淺草・來々軒の本当の姿、各地ご当地ラーメン誕生の別解釈等、あまり今まで触れられなかっらラーメンの歴史を発掘しています。

【6】 明治の味を紡ぐ店 ~謎めく淺草來々軒の物語 最終章~ 

2021年07月30日 | 來々軒
※「來々軒」の表記 文中、浅草來々軒は大正時代に撮影されたとされる写真に写っている文字、「來々軒」と表記します。その他、引用文については原文のままとします。
※大正・昭和初期に刊行された書籍からの引用は旧仮名遣いを含めて、できるだけ原文のままとしました。また、引用した書籍等の発行年月は、奥付によります。
※他サイト引用は、原則として2021年6月または7月です。その後、更新されることがあった場合はご容赦ください。
※(注・)とあるのは、筆者(私)の注意書きです。振り仮名については、原則、筆者によります。
※☆と☆に囲まれた部分は、筆者(私)の想像によるものです。



5.明治の味を紡ぐ店
 
 今まで書いてきたように、淺草來々軒のスープは、大正7・8年ごろ一度大幅な“改良”をされていたのではなかろうか。そうでも考えない限り、今まで書いてきたことへの説明が難しい。特に丸デブの存在自体、あるいは丸デブのスープの味の説明ができないのである。

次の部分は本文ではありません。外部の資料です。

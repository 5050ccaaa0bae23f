use std::rc::Rc;

use ash::vk;
use itertools::Itertools;

use crate::commands::command_queue::GfxQueue;
use crate::commands::semaphore::GfxSemaphore;
use crate::error::{GfxResult, VkResultExt};
use crate::foundation::device::GfxDevice;
use crate::resources::image_view::GfxImageView;
use crate::swapchain::surface::GfxSurface;

/// 创建 swapchain 时期望的参数，不受支持时会回退
#[derive(Debug, Clone, Copy)]
pub struct GfxSwapchainDesc {
    pub preferred_format: vk::SurfaceFormatKHR,
    pub preferred_present_mode: vk::PresentModeKHR,
    /// 窗口的物理像素尺寸
    pub window_extent: vk::Extent2D,
}

/// acquire 的结果
#[derive(Debug, Clone, Copy, PartialEq, Eq)]
pub enum GfxAcquire {
    Image { image_index: u32, suboptimal: bool },
    /// swapchain 已经失效，需要重建之后才能继续绘制
    OutOfDate,
}

pub struct GfxRenderSwapchain {
    swapchain_handle: vk::SwapchainKHR,

    swapchain_images: Vec<vk::Image>,
    image_views: Vec<GfxImageView>,

    surface_format: vk::SurfaceFormatKHR,
    present_mode: vk::PresentModeKHR,
    swapchain_extent: vk::Extent2D,

    device: Rc<GfxDevice>,
}

// new & init
impl GfxRenderSwapchain {
    /// `old_swapchain` 用于 resize 时的重建，由调用者在新 swapchain 创建之后销毁
    pub fn new(
        device: Rc<GfxDevice>,
        surface: &GfxSurface,
        desc: &GfxSwapchainDesc,
        old_swapchain: Option<&GfxRenderSwapchain>,
    ) -> GfxResult<Self> {
        let pdevice = device.pdevice();
        let surface_capabilities = surface.capabilities(pdevice)?;
        let surface_format = Self::choose_surface_format(&surface.formats(pdevice)?, desc.preferred_format);
        let present_mode = Self::choose_present_mode(&surface.present_modes(pdevice)?, desc.preferred_present_mode);

        let extent = Self::calculate_swapchain_extent(&surface_capabilities, desc.window_extent);
        log::info!(
            "create swapchain:
            surface current extent: {}x{}, min extent: {}x{}, max extent: {}x{}
            window physical extent: {}x{}
            final swapchain extent: {}x{}, format: {:?}, present mode: {:?}",
            surface_capabilities.current_extent.width,
            surface_capabilities.current_extent.height,
            surface_capabilities.min_image_extent.width,
            surface_capabilities.min_image_extent.height,
            surface_capabilities.max_image_extent.width,
            surface_capabilities.max_image_extent.height,
            desc.window_extent.width,
            desc.window_extent.height,
            extent.width,
            extent.height,
            surface_format.format,
            present_mode,
        );

        let create_info = vk::SwapchainCreateInfoKHR::default()
            .surface(surface.handle)
            .min_image_count(Self::desired_image_count(&surface_capabilities))
            .image_format(surface_format.format)
            .image_color_space(surface_format.color_space)
            .image_extent(extent)
            .image_array_layers(1)
            .image_usage(vk::ImageUsageFlags::COLOR_ATTACHMENT)
            .pre_transform(surface_capabilities.current_transform)
            .composite_alpha(vk::CompositeAlphaFlagsKHR::OPAQUE)
            .present_mode(present_mode)
            .image_sharing_mode(vk::SharingMode::EXCLUSIVE)
            .clipped(true)
            .old_swapchain(old_swapchain.map_or(vk::SwapchainKHR::null(), |s| s.swapchain_handle));

        let swapchain_handle =
            unsafe { device.swapchain.create_swapchain(&create_info, None) }.vk_err("vkCreateSwapchainKHR")?;
        device.set_object_debug_name(swapchain_handle, "main");

        let swapchain_images = match unsafe { device.swapchain.get_swapchain_images(swapchain_handle) } {
            Ok(images) => images,
            Err(e) => {
                unsafe { device.swapchain.destroy_swapchain(swapchain_handle, None) };
                return Err(crate::GfxError::Vulkan {
                    call: "vkGetSwapchainImagesKHR",
                    result: e,
                });
            }
        };

        let mut image_views = Vec::with_capacity(swapchain_images.len());
        for (idx, image) in swapchain_images.iter().enumerate() {
            device.set_object_debug_name(*image, format!("swapchain-image-{idx}"));
            match GfxImageView::for_swapchain_image(device.clone(), *image, surface_format.format, format!("swapchain-{idx}")) {
                Ok(view) => image_views.push(view),
                Err(e) => {
                    image_views.into_iter().rev().for_each(GfxImageView::destroy);
                    unsafe { device.swapchain.destroy_swapchain(swapchain_handle, None) };
                    return Err(e);
                }
            }
        }

        Ok(Self {
            swapchain_handle,
            swapchain_images,
            image_views,
            surface_format,
            present_mode,
            swapchain_extent: extent,
            device,
        })
    }
}

// getters
impl GfxRenderSwapchain {
    #[inline]
    pub fn handle(&self) -> vk::SwapchainKHR {
        self.swapchain_handle
    }

    #[inline]
    pub fn images(&self) -> &[vk::Image] {
        &self.swapchain_images
    }

    #[inline]
    pub fn image_views(&self) -> &[GfxImageView] {
        &self.image_views
    }

    #[inline]
    pub fn image_count(&self) -> usize {
        self.swapchain_images.len()
    }

    #[inline]
    pub fn extent(&self) -> vk::Extent2D {
        self.swapchain_extent
    }

    #[inline]
    pub fn format(&self) -> vk::Format {
        self.surface_format.format
    }

    #[inline]
    pub fn present_mode(&self) -> vk::PresentModeKHR {
        self.present_mode
    }
}

// tools
impl GfxRenderSwapchain {
    /// 确定 window 的 extent 尺寸
    ///
    /// 如果 surface_capabilities.current_extent 包含特殊值 0xFFFFFFFF，则表示可以自己设置交换链的 extent
    pub fn calculate_swapchain_extent(
        surface_capabilities: &vk::SurfaceCapabilitiesKHR,
        window_physical_extent: vk::Extent2D,
    ) -> vk::Extent2D {
        let surface_extent = surface_capabilities.current_extent;
        if surface_extent.width == u32::MAX || surface_extent.height == u32::MAX {
            let width = window_physical_extent
                .width
                .clamp(surface_capabilities.min_image_extent.width, surface_capabilities.max_image_extent.width);
            let height = window_physical_extent
                .height
                .clamp(surface_capabilities.min_image_extent.height, surface_capabilities.max_image_extent.height);
            vk::Extent2D { width, height }
        } else {
            surface_extent
        }
    }

    /// min + 1，max_image_count == 0 表示不限制 image 数量
    pub fn desired_image_count(surface_capabilities: &vk::SurfaceCapabilitiesKHR) -> u32 {
        if surface_capabilities.max_image_count == 0 {
            surface_capabilities.min_image_count + 1
        } else {
            u32::min(surface_capabilities.max_image_count, surface_capabilities.min_image_count + 1)
        }
    }

    /// 优先使用期望的 format，否则使用 surface 报告的第一个 format
    pub fn choose_surface_format(
        available: &[vk::SurfaceFormatKHR],
        preferred: vk::SurfaceFormatKHR,
    ) -> vk::SurfaceFormatKHR {
        available
            .iter()
            .copied()
            .find(|f| f.format == preferred.format && f.color_space == preferred.color_space)
            .or_else(|| available.first().copied())
            .unwrap_or(preferred)
    }

    /// FIFO 一定被支持
    pub fn choose_present_mode(available: &[vk::PresentModeKHR], preferred: vk::PresentModeKHR) -> vk::PresentModeKHR {
        if available.contains(&preferred) { preferred } else { vk::PresentModeKHR::FIFO }
    }
}

// update
impl GfxRenderSwapchain {
    /// 不设置超时
    pub fn acquire_next_image(&self, semaphore: &GfxSemaphore) -> GfxResult<GfxAcquire> {
        let result = unsafe {
            self.device.swapchain.acquire_next_image(
                self.swapchain_handle,
                u64::MAX,
                semaphore.handle(),
                vk::Fence::null(),
            )
        };

        match result {
            Ok((image_index, suboptimal)) => {
                if suboptimal {
                    log::warn!("swapchain acquire image index {} is not optimal", image_index);
                }
                Ok(GfxAcquire::Image { image_index, suboptimal })
            }
            Err(vk::Result::ERROR_OUT_OF_DATE_KHR) => {
                log::warn!("swapchain is out of date when acquire next image");
                Ok(GfxAcquire::OutOfDate)
            }
            Err(e) => Err(crate::GfxError::Vulkan {
                call: "vkAcquireNextImageKHR",
                result: e,
            }),
        }
    }

    /// return: need recreate
    pub fn present_image(&self, queue: &GfxQueue, image_index: u32, wait_semaphores: &[&GfxSemaphore]) -> GfxResult<bool> {
        let wait_semaphores = wait_semaphores.iter().map(|s| s.handle()).collect_vec();
        let image_indices = [image_index];
        let present_info = vk::PresentInfoKHR::default()
            .wait_semaphores(&wait_semaphores)
            .image_indices(&image_indices)
            .swapchains(std::slice::from_ref(&self.swapchain_handle));

        let result = unsafe { self.device.swapchain.queue_present(queue.handle(), &present_info) };
        match result {
            Ok(suboptimal) => {
                if suboptimal {
                    log::warn!("swapchain present image index {} is not optimal", image_index);
                }
                Ok(suboptimal)
            }
            Err(vk::Result::ERROR_OUT_OF_DATE_KHR) => {
                log::warn!("swapchain is out of date when present image");
                Ok(true)
            }
            Err(e) => Err(crate::GfxError::Vulkan {
                call: "vkQueuePresentKHR",
                result: e,
            }),
        }
    }
}

// destroy
impl GfxRenderSwapchain {
    pub fn destroy(mut self) {
        log::info!("Destroying GfxRenderSwapchain");
        std::mem::take(&mut self.image_views).into_iter().rev().for_each(GfxImageView::destroy);
        unsafe {
            self.device.swapchain.destroy_swapchain(self.swapchain_handle, None);
        }
        self.swapchain_handle = vk::SwapchainKHR::null();
    }
}
impl Drop for GfxRenderSwapchain {
    fn drop(&mut self) {
        debug_assert!(self.swapchain_handle == vk::SwapchainKHR::null(), "GfxRenderSwapchain must be destroyed explicitly");
    }
}

#[cfg(test)]
mod tests {
    use super::*;

    fn caps(current: vk::Extent2D, min_count: u32, max_count: u32) -> vk::SurfaceCapabilitiesKHR {
        vk::SurfaceCapabilitiesKHR {
            current_extent: current,
            min_image_extent: vk::Extent2D { width: 1, height: 1 },
            max_image_extent: vk::Extent2D {
                width: 4096,
                height: 4096,
            },
            min_image_count: min_count,
            max_image_count: max_count,
            ..Default::default()
        }
    }

    #[test]
    fn test_extent_uses_surface_current_extent() {
        let c = caps(vk::Extent2D { width: 800, height: 600 }, 2, 0);
        let extent = GfxRenderSwapchain::calculate_swapchain_extent(&c, vk::Extent2D { width: 1, height: 1 });
        assert_eq!((extent.width, extent.height), (800, 600));
    }

    #[test]
    fn test_extent_clamps_window_extent_when_undefined() {
        let c = caps(
            vk::Extent2D {
                width: u32::MAX,
                height: u32::MAX,
            },
            2,
            0,
        );
        let extent = GfxRenderSwapchain::calculate_swapchain_extent(
            &c,
            vk::Extent2D {
                width: 10000,
                height: 300,
            },
        );
        assert_eq!((extent.width, extent.height), (4096, 300));
    }

    #[test]
    fn test_image_count() {
        let zero = vk::Extent2D::default();
        assert_eq!(GfxRenderSwapchain::desired_image_count(&caps(zero, 2, 0)), 3);
        assert_eq!(GfxRenderSwapchain::desired_image_count(&caps(zero, 2, 2)), 2);
        assert_eq!(GfxRenderSwapchain::desired_image_count(&caps(zero, 2, 8)), 3);
    }

    #[test]
    fn test_choose_surface_format_fallback() {
        let preferred = vk::SurfaceFormatKHR {
            format: vk::Format::B8G8R8A8_SRGB,
            color_space: vk::ColorSpaceKHR::SRGB_NONLINEAR,
        };
        let other = vk::SurfaceFormatKHR {
            format: vk::Format::R8G8B8A8_UNORM,
            color_space: vk::ColorSpaceKHR::SRGB_NONLINEAR,
        };
        assert_eq!(GfxRenderSwapchain::choose_surface_format(&[other, preferred], preferred), preferred);
        assert_eq!(GfxRenderSwapchain::choose_surface_format(&[other], preferred), other);
    }

    #[test]
    fn test_choose_present_mode_falls_back_to_fifo() {
        let modes = [vk::PresentModeKHR::FIFO, vk::PresentModeKHR::IMMEDIATE];
        assert_eq!(
            GfxRenderSwapchain::choose_present_mode(&modes, vk::PresentModeKHR::IMMEDIATE),
            vk::PresentModeKHR::IMMEDIATE
        );
        assert_eq!(GfxRenderSwapchain::choose_present_mode(&modes, vk::PresentModeKHR::MAILBOX), vk::PresentModeKHR::FIFO);
    }
}
use std::path::{Path, PathBuf};

use ash::vk;
use prism_crate_tools::resource::PrismPath;
use serde::{Deserialize, Serialize};

use crate::error::RenderError;

/// 渲染器默认配置
pub struct DefaultRendererSettings;
impl DefaultRendererSettings {
    pub const DEFAULT_SURFACE_FORMAT: vk::SurfaceFormatKHR = vk::SurfaceFormatKHR {
        // shader 输出会被自动改变： liner -> sRGB
        format: vk::Format::B8G8R8A8_SRGB,
        // 通知 OS，将数值按照 sRGB 空间进行处理和显示
        color_space: vk::ColorSpaceKHR::SRGB_NONLINEAR,
    };
    pub const DEPTH_FORMAT_CANDIDATES: &'static [vk::Format] = &[
        vk::Format::D32_SFLOAT,
        vk::Format::D32_SFLOAT_S8_UINT,
        vk::Format::D24_UNORM_S8_UINT,
        vk::Format::D16_UNORM,
    ];
}

#[derive(Debug, Copy, Clone, PartialEq, Eq, Serialize, Deserialize)]
#[serde(rename_all = "snake_case")]
pub enum PresentModePref {
    Fifo,
    Mailbox,
    Immediate,
}

#[derive(Debug, Copy, Clone, PartialEq, Eq, Serialize, Deserialize)]
#[serde(rename_all = "snake_case")]
pub enum ColorFormatPref {
    /// shader 输出线性颜色，由硬件转换为 sRGB
    Srgb,
    Unorm,
}

/// 各类 shape renderer 的定长容量，运行时不可扩容
#[derive(Debug, Copy, Clone, PartialEq, Eq, Serialize, Deserialize)]
#[serde(default)]
pub struct ShapeCapacity {
    pub triangle_vertices: usize,
    pub rect_vertices: usize,
    pub circle_vertices: usize,
    pub sprite_vertices: usize,
    pub text_vertices: usize,
    pub mesh_vertices: usize,
    pub mesh_indices: usize,
}

impl Default for ShapeCapacity {
    fn default() -> Self {
        Self {
            triangle_vertices: 3 * 1024,
            rect_vertices: 6 * 1024,
            circle_vertices: 6 * 1024,
            sprite_vertices: 6 * 4096,
            text_vertices: 6 * 8192,
            mesh_vertices: 256 * 1024,
            mesh_indices: 768 * 1024,
        }
    }
}

/// 从 `prism.toml` 读取的渲染配置，缺失的字段使用默认值
#[derive(Debug, Clone, PartialEq, Serialize, Deserialize)]
#[serde(default)]
pub struct RendererSettings {
    /// 线性空间的 RGBA
    pub clear_color: [f32; 4],
    /// 为 true 时忽略 `present_mode`，始终使用 FIFO
    pub vsync: bool,
    pub present_mode: PresentModePref,
    pub color_format: ColorFormatPref,
    /// 为空时使用 `shader/.build`
    pub shader_dir: Option<PathBuf>,
    pub font_px_size: f32,
    /// 每帧每个 slot 最多分配的纹理 descriptor set 数量，所有带纹理的 renderer 共享
    pub max_texture_binds: u32,
    pub capacity: ShapeCapacity,
}

impl Default for RendererSettings {
    fn default() -> Self {
        Self {
            clear_color: [0.02, 0.02, 0.04, 1.0],
            vsync: true,
            present_mode: PresentModePref::Mailbox,
            color_format: ColorFormatPref::Srgb,
            shader_dir: None,
            font_px_size: 32.0,
            max_texture_binds: 1024,
            capacity: ShapeCapacity::default(),
        }
    }
}

// new & init
impl RendererSettings {
    /// 文件不存在时使用默认配置，格式错误时返回错误
    pub fn load(path: &Path) -> Result<Self, RenderError> {
        let text = match std::fs::read_to_string(path) {
            Ok(text) => text,
            Err(e) if e.kind() == std::io::ErrorKind::NotFound => {
                log::info!("config '{}' not found, using default renderer settings", path.display());
                return Ok(Self::default());
            }
            Err(source) => {
                return Err(RenderError::ConfigRead {
                    path: path.to_path_buf(),
                    source,
                });
            }
        };
        Self::parse(&text, path)
    }

    /// 读取工作区根目录下的 `prism.toml`
    #[inline]
    pub fn load_default_path() -> Result<Self, RenderError> {
        Self::load(&PrismPath::config_path())
    }

    pub fn parse(text: &str, path: &Path) -> Result<Self, RenderError> {
        toml::from_str(text).map_err(|source| RenderError::ConfigParse {
            path: path.to_path_buf(),
            source,
        })
    }
}

// getters
impl RendererSettings {
    pub fn present_mode(&self) -> vk::PresentModeKHR {
        if self.vsync {
            return vk::PresentModeKHR::FIFO;
        }
        match self.present_mode {
            PresentModePref::Fifo => vk::PresentModeKHR::FIFO,
            PresentModePref::Mailbox => vk::PresentModeKHR::MAILBOX,
            PresentModePref::Immediate => vk::PresentModeKHR::IMMEDIATE,
        }
    }

    pub fn surface_format(&self) -> vk::SurfaceFormatKHR {
        match self.color_format {
            ColorFormatPref::Srgb => DefaultRendererSettings::DEFAULT_SURFACE_FORMAT,
            ColorFormatPref::Unorm => vk::SurfaceFormatKHR {
                format: vk::Format::B8G8R8A8_UNORM,
                color_space: vk::ColorSpaceKHR::SRGB_NONLINEAR,
            },
        }
    }

    pub fn shader_dir(&self) -> PathBuf {
        self.shader_dir.clone().unwrap_or_else(PrismPath::shader_build_dir)
    }

    #[inline]
    pub fn clear_color(&self) -> glam::Vec4 {
        glam::Vec4::from(self.clear_color)
    }
}

#[cfg(test)]
mod tests {
    use super::*;

    #[test]
    fn test_partial_config_uses_defaults() {
        let settings = RendererSettings::parse(
            r#"
            clear_color = [1.0, 0.0, 0.0, 1.0]
            vsync = false
            present_mode = "immediate"

            [capacity]
            sprite_vertices = 60
            "#,
            Path::new("prism.toml"),
        )
        .unwrap();

        assert_eq!(settings.clear_color, [1.0, 0.0, 0.0, 1.0]);
        assert_eq!(settings.present_mode(), vk::PresentModeKHR::IMMEDIATE);
        assert_eq!(settings.capacity.sprite_vertices, 60);
        assert_eq!(settings.capacity.rect_vertices, ShapeCapacity::default().rect_vertices);
        assert_eq!(settings.font_px_size, RendererSettings::default().font_px_size);
    }

    #[test]
    fn test_vsync_forces_fifo() {
        let settings = RendererSettings {
            vsync: true,
            present_mode: PresentModePref::Mailbox,
            ..Default::default()
        };
        assert_eq!(settings.present_mode(), vk::PresentModeKHR::FIFO);
    }

    #[test]
    fn test_malformed_config_is_an_error() {
        let err = RendererSettings::parse("clear_color = 3", Path::new("bad.toml")).unwrap_err();
        assert!(matches!(err, RenderError::ConfigParse { .. }));
    }

    #[test]
    fn test_missing_config_file_uses_defaults() {
        let settings = RendererSettings::load(Path::new("/definitely/not/here/prism.toml")).unwrap();
        assert_eq!(settings, RendererSettings::default());
    }
}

 明治末期、淺草新畑町に開業した來々軒。支那蕎麦スープは、大正7年ごろを境におそらく大きく変わった。
 
 当初は、淺草來々軒のスープはあくまで日本蕎麦の「つゆ」を意識したものだった。そしてそれは大正6年まで淺草來々軒に在籍していた神谷房治氏の手により岐阜「丸デブ」に引き継がれて今に至る。さらに言えば丸デブの現在の店主が語るように「創業以来、何一つ味を変えていない」と。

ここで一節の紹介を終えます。